Thursday, July 24, 2008

Blissfulness and a bunch of amazing kids!

This week I taught children's classes, ages 7-10. Classes would begin at 915am and go until lunch with a 30 min break. We balanced the time with outdoor games (mostly tag which they all loved) and art projects such as making invitations to neighborhood children's classes that they could give to their friends. After lunch there was free time which I spent either watching/playing with the kids or planning other activities. We planned a scavenger hunt that went amazingly! Everyone really loved it.

Bosch Academy, a session which has high school grads intensively study Baha'i Writing together, was also going on and I got to know some of the youth involved in it. It is really inspiring to see such active and enthused young people who are on fire with the Love of God and who want to make a difference in this world.

During a conversation last night with Angie, the director of Bosch Academy, the topic of women's role as a mother came up. Angie talked about how Baha'ullah has elevated the station of motherhood and about how we are implored to regard the role a mother plays as equally as important as any of other occupation on the planet.
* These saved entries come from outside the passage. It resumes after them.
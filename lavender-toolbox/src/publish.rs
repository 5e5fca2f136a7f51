use std::{path::PathBuf, time::Duration};

use anyhow::Context;
use lavender_config::{CONFIG, LOCK_FILE_PATH};
use lavender_core::{publish_to, Docroot, FileModule, JarModule, Lock, Module, ModuleConfig};
use lavender_index::Md5Cache;

use crate::ModuleArgs;

impl ModuleArgs {
    fn config(&self) -> anyhow::Result<ModuleConfig> {
        Ok(ModuleConfig::new(&self.module)?
            .with_lavendelize(!self.literal)
            .with_resource_path_prefix(&self.resource_prefix)
            .with_target_path_prefix(&self.target_prefix)
            .with_includes(&self.includes)?
            .with_excludes(&self.excludes)?)
    }

    fn md5_cache(&self) -> anyhow::Result<Option<Md5Cache>> {
        if self.no_cache {
            return Ok(None);
        }
        let file = CONFIG.cache_dir.join(format!("{}.md5", self.module));
        tracing::debug!("using md5 cache {}", file.display());
        let cache = Md5Cache::load_or_create(&file)
            .with_context(|| format!("Failed to load md5 cache {}", file.display()))?;
        Ok(Some(cache))
    }

    pub(crate) fn docroots(&self) -> Vec<Docroot> {
        docroots(&self.targets, self.index_dir.as_ref())
    }
}

pub(crate) fn docroots(roots: &[PathBuf], index_dir: Option<&PathBuf>) -> Vec<Docroot> {
    roots
        .iter()
        .map(|root| match index_dir {
            Some(dir) => Docroot::with_indexes(root, root.join(dir)),
            None => Docroot::new(root),
        })
        .collect()
}

pub(crate) fn lock() -> anyhow::Result<Lock> {
    Lock::acquire(&*LOCK_FILE_PATH, Duration::from_secs(CONFIG.lock_wait_secs))
        .context("Another lavender process is running")
}

fn run(module: &mut dyn Module, targets: Vec<Docroot>) -> anyhow::Result<()> {
    let _lock = lock()?;
    tracing::info!("publishing module {} to {} docroot(s)", module.name(), targets.len());
    let (report, _) = publish_to(module, targets)
        .with_context(|| format!("Failed to publish module {}", module.name()))?;
    println!("{report}");
    Ok(())
}

pub fn publish_files(source: PathBuf, args: ModuleArgs) -> anyhow::Result<()> {
    let mut module = FileModule::new(args.config()?, source);
    if let Some(cache) = args.md5_cache()? {
        module = module.with_md5_cache(cache);
    }
    run(&mut module, args.docroots())
}

pub fn publish_jar(archive: PathBuf, prefix: String, args: ModuleArgs) -> anyhow::Result<()> {
    let mut module = JarModule::open(args.config()?, &archive, &prefix)
        .with_context(|| format!("Failed to read {}", archive.display()))?;
    if let Some(cache) = args.md5_cache()? {
        module = module.with_md5_cache(cache);
    }
    run(&mut module, args.docroots())
}

/// Prints the label `path` would be published under and whether the targets
/// already have it.
pub fn probe(source: PathBuf, path: String, args: ModuleArgs) -> anyhow::Result<()> {
    let config = args.config()?;
    let mut module = FileModule::new(config.clone(), &source);
    let resource = module
        .probe(&path)?
        .with_context(|| format!("{path} is not a resource of {}", source.display()))?;
    let label = config.label(&resource.path, resource.data.md5()?);

    println!("{label}");
    println!("content id: {}", resource.content_id);
    for docroot in args.docroots() {
        let published = lavender_index::Index::load_or_empty(&docroot.module_index(config.name()))?
            .lookup(label.original_path())
            .is_some_and(|l| l == &label);
        println!(
            "{docroot}: {}",
            if published { "published" } else { "not published" }
        );
    }
    Ok(())
}

#[cfg(test)]
mod tests {
    use super::*;

    #[test]
    fn index_dir_is_relative_to_each_docroot() {
        let roots = [PathBuf::from("/srv/a"), PathBuf::from("/srv/b")];
        let plain = docroots(&roots, None);
        assert_eq!(plain[1].indexes(), PathBuf::from("/srv/b/.lavender"));

        let custom = docroots(&roots, Some(&PathBuf::from("idx")));
        assert_eq!(custom[0].indexes(), PathBuf::from("/srv/a/idx"));
        assert_eq!(custom[0].root(), PathBuf::from("/srv/a"));
    }
}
When she was saying this I was reminded of a passage by Abdul-Baha (the son of Baha'ullah) I had read earlier this year about mothers. It states that:

"Women have equal rights with men upon earth; in religion and society they are a very important element. As long as women are prevented from attaining their highest possibilities, so long will men be unable to achieve the greatness which might be theirs."

I love the idea that as long as we favor the male gender in our society, neither sex is capable of becoming the shining stars that they are destined to become. Another law that Baha'ullah ordains is that if we have a choice we must first educate the girl children, because it they who will rear and raise their own children some day. It is the Baha'i belief that these laws will eventually cause all war to cease because when we finally reach the day when mother's have the right to choose if their child is sent to war or not, they will assuredly say no! to allowing the child they have raised to walk onto the battlefield.

"The most momentous question of this day is international peace and arbitration, and universal peace is impossible without universal suffrage. Children are e
ducated by the women. The mother bears the troubles and anxieties of rearing the child, undergoes the ordeal of its birth and training. Therefore, it is most difficult for mothers to send to the battlefield those upon whom they have lavished such love and care. Consider a son reared and trained twenty years by a devoted mother. What sleepless nights and restless, anxious days she has spent! Having brought him through dangers and difficulties to the age of maturity, how agonizing then to sacrifice him upon the battlefield! Therefore, the mothers will not sanction war nor be satisfied with it. So it will come to pass that when women participate fully and equally in the affairs of the world, when they enter confidently and capably the great arena of laws and politics, war will cease; for woman will be the obstacle and hindrance to it. This is true and without doubt."

1 comment:

Alisa said...

I really loved reading about this experience and your reflections. Thank you Julian for writing!